IKMB à Laeken pour une prière express musicale
Cette nuit, rendez-vous pour la prière à la mosquée turque des Süleymanci (se prononce Suleymandji... pensez à Jumanji) à Laeken. Officiellement, le lieu de culte porte le nom de "Belçika Islam Kültür Merkezleri Birligi", la section belge de l'IKMB (Union des centres culturels islamiques) fondée en 1973 à Cologne (Allemagne) mais parmi les Turcs, on les identifie comme étant des "Süleymanci" en référance à leur guide spirituel Süleyman Hilmi Tunahan, une confrerie conservatrice de droite réputée pour l'enseignement d'un code de conduite et une moralité très strictes. Politiquement, on pourrait les situer à l'aile droite de l'ex-PSC.
Ancienne usine complètement rénovée, leur QG à Laeken est plus qu'une mosquée, c'est également un internat pour enfants avec des horaires et une discipline dignes d'un service militaire. L'enclos compte deux entrées mais il est préférable d'emprunter la grille officielle sur la rue Charles Demeer afin d'atteindre plus facilement la salle des prières. L'autre entrée sert actuellement d'entrée pour les voitures des fidèles. La logique veut qu'on enlève ses chaussures (comme partout) avant de s'élancer vers le premier étage pour écouter le sermon du jour dont le thème est... la propreté. Propreté d'esprit, propreté de corps, l'homme à la quarantaine parle uniquement en langue turque en expliquant à son public la nécessité de se purifier le plus rapidement possible et de marcher vers le droit chemin.

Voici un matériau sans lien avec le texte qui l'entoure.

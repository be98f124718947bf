pub mod book;
pub mod responses;
pub mod storage;
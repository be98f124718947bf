use serde::{Deserialize, Serialize};

#[derive(Deserialize, Serialize, Debug)]
pub struct HealthResponse {
    pub service: String,
    pub status: String,
}
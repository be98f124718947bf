use crate::error::ApiError;
use crate::models::book::{Book, BookFields, BookPayload};
use crate::models::storage::BookStore;
use axum::{
    extract::{rejection::JsonRejection, Path, State},
    http::StatusCode,
    response::Json,
};
use std::sync::Arc;
use tracing::info;

pub type Store = Arc<dyn BookStore + Send + Sync>;

/// The item routes only match bare positive integers, like the original
/// `[0-9]+` path converter; anything else behaves like an unmatched route
/// (404), not a validation failure. Digits only, so "+5" does not match.
fn parse_book_id(raw: &str) -> Result<i64, ApiError> {
    if raw.is_empty() || !raw.bytes().all(|b| b.is_ascii_digit()) {
        return Err(ApiError::NotFound);
    }
    match raw.parse::<i64>() {
        Ok(id) if id > 0 => Ok(id),
        _ => Err(ApiError::NotFound),
    }
}

/// Unwraps the JSON body and runs field validation, so nothing touches the
/// store while the payload can still be rejected. Missing keys are not a
/// deserialization failure; they come back from `validate` enumerated
/// alongside blank and over-length fields.
fn validated_fields(
    payload: Result<Json<BookPayload>, JsonRejection>,
) -> Result<BookFields, ApiError> {
    let Json(payload) = payload.map_err(|e| ApiError::BadRequest(e.body_text()))?;
    payload.validate().map_err(ApiError::Validation)
}

pub async fn list_books(State(store): State<Store>) -> Result<Json<Vec<Book>>, ApiError> {
    let books = store.list().await?;
    Ok(Json(books))
}

pub async fn create_book(
    State(store): State<Store>,
    payload: Result<Json<BookPayload>, JsonRejection>,
) -> Result<(StatusCode, Json<Book>), ApiError> {
    let fields = validated_fields(payload)?;
    let book = store.create(fields).await?;
    info!("Created book {}", book.id);
    Ok((StatusCode::CREATED, Json(book)))
}

pub async fn get_book(
    Path(id): Path<String>,
    State(store): State<Store>,
) -> Result<Json<Book>, ApiError> {
    let id = parse_book_id(&id)?;
    let book = store.get(id).await?.ok_or(ApiError::NotFound)?;
    Ok(Json(book))
}

pub async fn update_book(
    Path(id): Path<String>,
    State(store): State<Store>,
    payload: Result<Json<BookPayload>, JsonRejection>,
) -> Result<Json<Book>, ApiError> {
    let id = parse_book_id(&id)?;
    let fields = validated_fields(payload)?;
    let book = store.update(id, fields).await?.ok_or(ApiError::NotFound)?;
    info!("Updated book {}", book.id);
    Ok(Json(book))
}

pub async fn delete_book(
    Path(id): Path<String>,
    State(store): State<Store>,
) -> Result<StatusCode, ApiError> {
    let id = parse_book_id(&id)?;
    if !store.delete(id).await? {
        return Err(ApiError::NotFound);
    }
    info!("Deleted book {}", id);
    Ok(StatusCode::NO_CONTENT)
}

Le décor est magnifique : un tapis beige unicolore et du carrelage arabisant de la couleur turquoise avec des écritures reproduisant notamment le nom d'Allah et de Mohammed. Au fond à gauche, un coin pour le sermonneur et à droite une construction décorative dans un style rococo. Dans le fond également, on retrouve 3 lustres de taille différente pour éclairer la première rangée.
Malgré la grande capacité de la mosquée, il n'y avait qu'une petite cinquantaine de fidèles (dont 20 adolescents) pour cette importante prière du Ramadan. Après le sermon, un jeune d'une vingtaine d'années a revêtu le costume d'imam-en-chef (robe noire et chapeau rouge-blanc) pour guider la prière à travers un micro-cravatte. Un exercice, contrairement aux habitudes marocaines constatées ailleurs, d'une rapidité essoufflante ici. Il est fortement recommandé de tester ses cordes vocales et d'apprendre la prière intitulée "Allahuma Salli" car on vous demandera de chanter en choeur ce refrain classique à la fin de chaque cycle de prière.

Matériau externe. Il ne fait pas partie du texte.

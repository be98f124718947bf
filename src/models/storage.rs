use crate::models::book::{Book, BookFields};
use async_trait::async_trait;
use sqlx::{PgPool, Row};
use std::collections::BTreeMap;
use thiserror::Error;
use tokio::sync::Mutex;

#[derive(Error, Debug)]
pub enum StorageError {
    #[error("PostgreSQL error: {0}")]
    Postgres(#[from] sqlx::Error),
    #[error("Connection error: {0}")]
    Connection(String),
}

#[async_trait]
pub trait BookStore {
    /// All books, ordered by id.
    async fn list(&self) -> Result<Vec<Book>, StorageError>;
    /// Inserts a new row and returns it with its assigned id.
    async fn create(&self, fields: BookFields) -> Result<Book, StorageError>;
    async fn get(&self, id: i64) -> Result<Option<Book>, StorageError>;
    /// Full replacement of the mutable fields; None when the id is absent.
    async fn update(&self, id: i64, fields: BookFields) -> Result<Option<Book>, StorageError>;
    /// Returns false when the id is absent.
    async fn delete(&self, id: i64) -> Result<bool, StorageError>;
    async fn test_connection(&self) -> Result<(), StorageError>;
}

pub struct PostgresBackend {
    pool: PgPool,
}

impl PostgresBackend {
    pub async fn new(database_url: &str) -> Result<Self, StorageError> {
        let pool = PgPool::connect(database_url).await?;

        sqlx::query(
            r#"
            CREATE TABLE IF NOT EXISTS books (
                id BIGSERIAL PRIMARY KEY,
                name VARCHAR(50) NOT NULL,
                writer VARCHAR(100) NOT NULL,
                year VARCHAR(50) NOT NULL,
                main_contents TEXT NOT NULL
            )
            "#,
        )
        .execute(&pool)
        .await?;

        Ok(Self { pool })
    }

    fn book_from_row(row: &sqlx::postgres::PgRow) -> Book {
        Book {
            id: row.get("id"),
            name: row.get("name"),
            writer: row.get("writer"),
            year: row.get("year"),
            main_contents: row.get("main_contents"),
        }
    }
}

#[async_trait]
impl BookStore for PostgresBackend {
    async fn list(&self) -> Result<Vec<Book>, StorageError> {
        let rows = sqlx::query(
            "SELECT id, name, writer, year, main_contents FROM books ORDER BY id",
        )
        .fetch_all(&self.pool)
        .await?;

        Ok(rows.iter().map(Self::book_from_row).collect())
    }

    async fn create(&self, fields: BookFields) -> Result<Book, StorageError> {
        let row = sqlx::query(
            r#"
            INSERT INTO books (name, writer, year, main_contents)
            VALUES ($1, $2, $3, $4)
            RETURNING id
            "#,
        )
        .bind(&fields.name)
        .bind(&fields.writer)
        .bind(&fields.year)
        .bind(&fields.main_contents)
        .fetch_one(&self.pool)
        .await?;

        Ok(Book::from_fields(row.get("id"), fields))
    }

    async fn get(&self, id: i64) -> Result<Option<Book>, StorageError> {
        let row = sqlx::query(
            "SELECT id, name, writer, year, main_contents FROM books WHERE id = $1",
        )
        .bind(id)
        .fetch_optional(&self.pool)
        .await?;

        Ok(row.as_ref().map(Self::book_from_row))
    }

    async fn update(&self, id: i64, fields: BookFields) -> Result<Option<Book>, StorageError> {
        let result = sqlx::query(
            r#"
            UPDATE books
            SET name = $2, writer = $3, year = $4, main_contents = $5
            WHERE id = $1
            "#,
        )
        .bind(id)
        .bind(&fields.name)
        .bind(&fields.writer)
        .bind(&fields.year)
        .bind(&fields.main_contents)
        .execute(&self.pool)
        .await?;

        if result.rows_affected() == 0 {
            Ok(None)
        } else {
            Ok(Some(Book::from_fields(id, fields)))
        }
    }

    async fn delete(&self, id: i64) -> Result<bool, StorageError> {
        let result = sqlx::query("DELETE FROM books WHERE id = $1")
            .bind(id)
            .execute(&self.pool)
            .await?;

        Ok(result.rows_affected() > 0)
    }

    async fn test_connection(&self) -> Result<(), StorageError> {
        sqlx::query("SELECT 1").fetch_one(&self.pool).await?;
        Ok(())
    }
}

/// In-process backend for local runs and the test suite. Ids are assigned
/// from a counter that never goes backwards, so deleted ids are not reused.
pub struct MemoryBackend {
    inner: Mutex<MemoryState>,
}

struct MemoryState {
    books: BTreeMap<i64, Book>,
    next_id: i64,
}

impl MemoryBackend {
    pub fn new() -> Self {
        Self {
            inner: Mutex::new(MemoryState {
                books: BTreeMap::new(),
                next_id: 1,
            }),
        }
    }
}

impl Default for MemoryBackend {
    fn default() -> Self {
        Self::new()
    }
}

#[async_trait]
impl BookStore for MemoryBackend {
    async fn list(&self) -> Result<Vec<Book>, StorageError> {
        let state = self.inner.lock().await;
        Ok(state.books.values().cloned().collect())
    }

    async fn create(&self, fields: BookFields) -> Result<Book, StorageError> {
        let mut state = self.inner.lock().await;
        let id = state.next_id;
        state.next_id += 1;

        let book = Book::from_fields(id, fields);
        state.books.insert(id, book.clone());
        Ok(book)
    }

    async fn get(&self, id: i64) -> Result<Option<Book>, StorageError> {
        let state = self.inner.lock().await;
        Ok(state.books.get(&id).cloned())
    }

    async fn update(&self, id: i64, fields: BookFields) -> Result<Option<Book>, StorageError> {
        let mut state = self.inner.lock().await;
        match state.books.get_mut(&id) {
            Some(book) => {
                *book = Book::from_fields(id, fields);
                Ok(Some(book.clone()))
            }
            None => Ok(None),
        }
    }

    async fn delete(&self, id: i64) -> Result<bool, StorageError> {
        let mut state = self.inner.lock().await;
        Ok(state.books.remove(&id).is_some())
    }

    async fn test_connection(&self) -> Result<(), StorageError> {
        Ok(())
    }
}

#[cfg(test)]
mod tests {
    use super::*;

    fn fields(name: &str) -> BookFields {
        BookFields {
            name: name.to_string(),
            writer: "Writer".to_string(),
            year: "2000".to_string(),
            main_contents: "Contents".to_string(),
        }
    }

    #[tokio::test]
    async fn create_assigns_sequential_ids() {
        let store = MemoryBackend::new();
        let first = store.create(fields("First")).await.unwrap();
        let second = store.create(fields("Second")).await.unwrap();
        assert_eq!(first.id, 1);
        assert_eq!(second.id, 2);
    }

    #[tokio::test]
    async fn deleted_ids_are_not_reused() {
        let store = MemoryBackend::new();
        let first = store.create(fields("First")).await.unwrap();
        assert!(store.delete(first.id).await.unwrap());
        let second = store.create(fields("Second")).await.unwrap();
        assert_eq!(second.id, 2);
    }

    #[tokio::test]
    async fn update_replaces_all_fields() {
        let store = MemoryBackend::new();
        let book = store.create(fields("Before")).await.unwrap();

        let replaced = store
            .update(
                book.id,
                BookFields {
                    name: "After".to_string(),
                    writer: "Other Writer".to_string(),
                    year: "circa 1965".to_string(),
                    main_contents: "New contents".to_string(),
                },
            )
            .await
            .unwrap()
            .unwrap();

        assert_eq!(replaced.id, book.id);
        assert_eq!(replaced.name, "After");
        assert_eq!(replaced.writer, "Other Writer");
        assert_eq!(replaced.year, "circa 1965");
        assert_eq!(replaced.main_contents, "New contents");
        assert_eq!(store.get(book.id).await.unwrap().unwrap(), replaced);
    }

    #[tokio::test]
    async fn update_missing_id_returns_none() {
        let store = MemoryBackend::new();
        let result = store.update(42, fields("Ghost")).await.unwrap();
        assert!(result.is_none());
    }

    #[tokio::test]
    async fn delete_missing_id_returns_false() {
        let store = MemoryBackend::new();
        assert!(!store.delete(42).await.unwrap());
    }

    #[tokio::test]
    async fn list_is_ordered_by_id() {
        let store = MemoryBackend::new();
        for name in ["One", "Two", "Three"] {
            store.create(fields(name)).await.unwrap();
        }
        let books = store.list().await.unwrap();
        let ids: Vec<_> = books.iter().map(|b| b.id).collect();
        assert_eq!(ids, vec![1, 2, 3]);
    }
}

L'erreur qu'on commet généralement en abordant les religions en général et l'islam en particulier est ce réflexe cartésien qui cherche une logique ou un raisonnement sensé à chaque action. Ainsi, je me demande par exemple ce qui motive ces Turcs à dépenser tant d'énergies à vouloir réciter ces sourates par coeur dans une langue qu'ils ne comprennent absolument pas (alors que, paradoxalement, leur retard linguistique dans le pays d'accueil est souvent l'un des plus élevés). Il m'arrive aussi de m'interroger sur l'utilité de liquider illico presto ces prières sans vraiment les savourer alors qu'elles prennent parfois des heures ailleurs.
Sur le chemin du retour, je me suis mis à réfléchir sur ces hommes et ces femmes, fraîchement débarquées en Belgique suite à un mariage, qui passent des jours et des mois à apprendre à réciter par coeur des centaines de pages en arabe classique sans jamais chercher la signification de ce qu'ils aiment lire. Et puis, je me suis dit que l'erreur était chez moi car une religion est par définition une relation métaphyisque avec l'au-delà et qu'il ne sert à rien de vouloir argumenter logiquement. Il faudra surtout essayer de rendre un jour l'apprentissage du français et du néerlandais aussi valorisant religieusement et socialement afin d'amener les gens à aimer apprendre sans pour autant comprendre l'ensemble de la complexité de ce qui les entoure.